Opting for a temporary president to be elected by the current parliament, which is to be later dissolved, as proposed by Mohamed alBaradei, is a disaster that is bound to bring us back to square one. Running the country from the street is a return to the “Jamahiriya” system invented by Muammar Qaddafi. This is what a few hundred people in Tahrir Square and its vicinity are calling for even though presidential elections are drawing close.
The problem is not in the rapid transition of power, for the end of June is very near and it is not possible to accomplish it sooner than this. The problem is rather in the theory promoted by the minority about the revolution and the square being the only source of legitimacy.
According to the recent parliamentary elections, this minority constitutes only 10 percent of the population, yet it still wants to impose its will. One question we need to ask them out of concern for the country’s wellbeing: If democracy is not about elections, as you say now, is democracy about the application of the Jamahiriya system?
It is hard to find anything closer to their demands than the Third Theory invented by Qaddafi, which he used to establish his Jamahiriya and to be the laughingstock of the entire world. And Mohamed alBaradei is calling for this without meaning to.
Revolutionary legitimacy is the other side of the Jamahiriya that renders the state superficially managed by the authority of streets and squares, yet in reality this authority is in the hands of the agitators, and Qaddafi labeled himself as such.
Foreign investment and economic growth are not going to happen without building trust in a stable democratic system based on rotation of power through free and fair elections.
The consequences will be disastrous if the interim-president proposal is adopted. The whole process will be delayed until the constitution is drafted, and elBaradei wants this to take years so that we don’t end up with a “hasty” constitution, as he keeps saying in his statements and interviews.
His problem lies in his assumption that writing the constitution is like inventing the wheel, and this is not the case. Any constitution is based on several other constitutions while modifying several articles as seen fit or as required.

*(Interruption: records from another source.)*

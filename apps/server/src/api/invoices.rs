use std::sync::Arc;

use axum::{
    extract::{Path, State},
    http::StatusCode,
    routing::{get, post, put},
    Extension, Json, Router,
};
use hivebook_core::invoices::{CreatedInvoice, Invoice, NewInvoice, ReconcileReport};

use crate::{
    auth::CurrentUser, error::ApiResult, main_lib::AppState, models::InvoiceStatusUpdate,
};

async fn list_invoices(
    State(state): State<Arc<AppState>>,
    Extension(CurrentUser(user)): Extension<CurrentUser>,
) -> ApiResult<Json<Vec<Invoice>>> {
    Ok(Json(state.invoice_service.list_invoices(&user.id)?))
}

async fn get_invoice(
    Path(id): Path<String>,
    State(state): State<Arc<AppState>>,
    Extension(CurrentUser(user)): Extension<CurrentUser>,
) -> ApiResult<Json<Invoice>> {
    Ok(Json(state.invoice_service.get_invoice(&user.id, &id)?))
}

/// Creates the invoice and books its income. `incomePending` is set when
/// the income is left for reconciliation.
async fn create_invoice(
    State(state): State<Arc<AppState>>,
    Extension(CurrentUser(user)): Extension<CurrentUser>,
    Json(invoice): Json<NewInvoice>,
) -> ApiResult<Json<CreatedInvoice>> {
    let created = state
        .invoice_service
        .create_invoice(&user.id, invoice)
        .await?;
    Ok(Json(created))
}

async fn update_invoice_status(
    Path(id): Path<String>,
    State(state): State<Arc<AppState>>,
    Extension(CurrentUser(user)): Extension<CurrentUser>,
    Json(update): Json<InvoiceStatusUpdate>,
) -> ApiResult<Json<Invoice>> {
    let invoice = state
        .invoice_service
        .update_status(&user.id, &id, update.status)
        .await?;
    Ok(Json(invoice))
}

async fn delete_invoice(
    Path(id): Path<String>,
    State(state): State<Arc<AppState>>,
    Extension(CurrentUser(user)): Extension<CurrentUser>,
) -> ApiResult<StatusCode> {
    state.invoice_service.delete_invoice(&user.id, &id).await?;
    Ok(StatusCode::NO_CONTENT)
}

async fn reconcile_invoices(
    State(state): State<Arc<AppState>>,
    Extension(CurrentUser(user)): Extension<CurrentUser>,
) -> ApiResult<Json<ReconcileReport>> {
    let report = state.invoice_service.reconcile_invoices(&user.id).await?;
    if !report.failed.is_empty() {
        tracing::warn!(
            "{} invoices still have no income after reconciliation",
            report.failed.len()
        );
    }
    Ok(Json(report))
}

pub fn router() -> Router<Arc<AppState>> {
    Router::new()
        .route("/invoices", get(list_invoices).post(create_invoice))
        .route("/invoices/reconcile", post(reconcile_invoices))
        .route("/invoices/{id}", get(get_invoice).delete(delete_invoice))
        .route("/invoices/{id}/status", put(update_invoice_status))
}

The current constitution, which dates back to 1971, is excellent as far as basic freedoms, human rights, and citizenship are concerned. Its major drawback is the absolute powers it grants the president, and this can be fixed.
There is also the draft of the 1954 constitution, which is seen by experts as a very progressive model for political rights, the rule of law, the independence of the judiciary, and the powers of the parliament.
The committee in charge of drafting the constitution can have one ready in a week, and it will not be “hasty” at all. Those long months or years elBaradei wants will open a Pandora’s Box of political squabbles and sectarian and religious agendas, and they might end with a conflict and a drastic change in the balance of power. This will subject Egypt to a constitutional vacuum, and possibly a military coup.
What is striking is that those who call for choosing a temporary president or establishing a presidential council are the same ones who in the midst of the Constitution First campaign wanted the military council to stay in power for two or three years until political parties get ready and revolutionary youths gain the required experience.
I find it very unlikely that the demand for a temporary president will be met, for many reasons. First, the Constitution First campaign did not work. Second, after the election of a parliament, Tahrir Square is no longer a source of pressure on decision-makers. Third, protests and sit-ins have now become commonplace.
Consultative Assembly elections have already beginm and the end of June is not far away. Hastening things will be a grave mistake.